→ **INSTRUCTIONS TO FOLLOW**
Say how many lines of the listing below contain "bucket", giving the number and nothing else.

→ **AVAILABLE DATA**

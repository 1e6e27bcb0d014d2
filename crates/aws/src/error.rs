use thiserror::Error;
use upd_blob::BlobError;

/// Errors specific to AWS operations.
#[derive(Debug, Error)]
pub enum AwsError {
    /// The AWS SDK returned an error from the service.
    #[error("AWS service error: {0}")]
    ServiceError(String),

    /// The request was throttled by the AWS service.
    #[error("AWS request throttled")]
    Throttled,

    /// A network or connection error occurred communicating with AWS.
    #[error("AWS connection error: {0}")]
    Connection(String),

    /// The request timed out.
    #[error("AWS request timed out")]
    Timeout,

    /// AWS credential resolution failed.
    #[error("credential error: {0}")]
    CredentialError(String),

    /// Configuration is invalid.
    #[error("invalid configuration: {0}")]
    Configuration(String),
}

impl From<AwsError> for BlobError {
    fn from(err: AwsError) -> Self {
        match err {
            AwsError::Connection(_) | AwsError::Timeout | AwsError::Throttled => {
                BlobError::Connection(err.to_string())
            }
            AwsError::ServiceError(_)
            | AwsError::CredentialError(_)
            | AwsError::Configuration(_) => BlobError::Storage(err.to_string()),
        }
    }
}

/// Classify an AWS SDK error string into the appropriate [`AwsError`].
pub fn classify_sdk_error(error_str: &str) -> AwsError {
    let lower = error_str.to_lowercase();
    if lower.contains("throttl") || lower.contains("rate exceed") || lower.contains("slow down") {
        AwsError::Throttled
    } else if lower.contains("timeout") || lower.contains("timed out") {
        AwsError::Timeout
    } else if lower.contains("credential") || lower.contains("accessdenied") {
        AwsError::CredentialError(error_str.to_owned())
    } else if lower.contains("connection")
        || lower.contains("connect")
        || lower.contains("dns")
        || lower.contains("network")
        || lower.contains("dispatch failure")
    {
        AwsError::Connection(error_str.to_owned())
    } else {
        AwsError::ServiceError(error_str.to_owned())
    }
}

#[cfg(test)]
mod tests {
    use super::*;

    #[test]
    fn classify_throttled() {
        assert!(matches!(
            classify_sdk_error("SlowDown: Please reduce your request rate"),
            AwsError::Throttled
        ));
    }

    #[test]
    fn classify_timeout() {
        assert!(matches!(
            classify_sdk_error("Request timed out after 30s"),
            AwsError::Timeout
        ));
    }

    #[test]
    fn classify_connection() {
        assert!(matches!(
            classify_sdk_error("dispatch failure: io error: Connection refused"),
            AwsError::Connection(_)
        ));
    }

    #[test]
    fn classify_credentials() {
        assert!(matches!(
            classify_sdk_error("AccessDenied: Access Denied"),
            AwsError::CredentialError(_)
        ));
    }

    #[test]
    fn classify_generic_service_error() {
        assert!(matches!(
            classify_sdk_error("NoSuchBucket: The specified bucket does not exist"),
            AwsError::ServiceError(_)
        ));
    }

    #[test]
    fn network_errors_map_to_connection() {
        let err: BlobError = AwsError::Timeout.into();
        assert!(matches!(err, BlobError::Connection(_)));
        let err: BlobError = AwsError::Connection("reset".into()).into();
        assert!(matches!(err, BlobError::Connection(_)));
    }

    #[test]
    fn service_errors_map_to_storage() {
        let err: BlobError = AwsError::ServiceError("bad bucket".into()).into();
        assert!(matches!(err, BlobError::Storage(msg) if msg.contains("bad bucket")));
    }
}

→ **SOLUTION FOR THIS PROBLEM**
3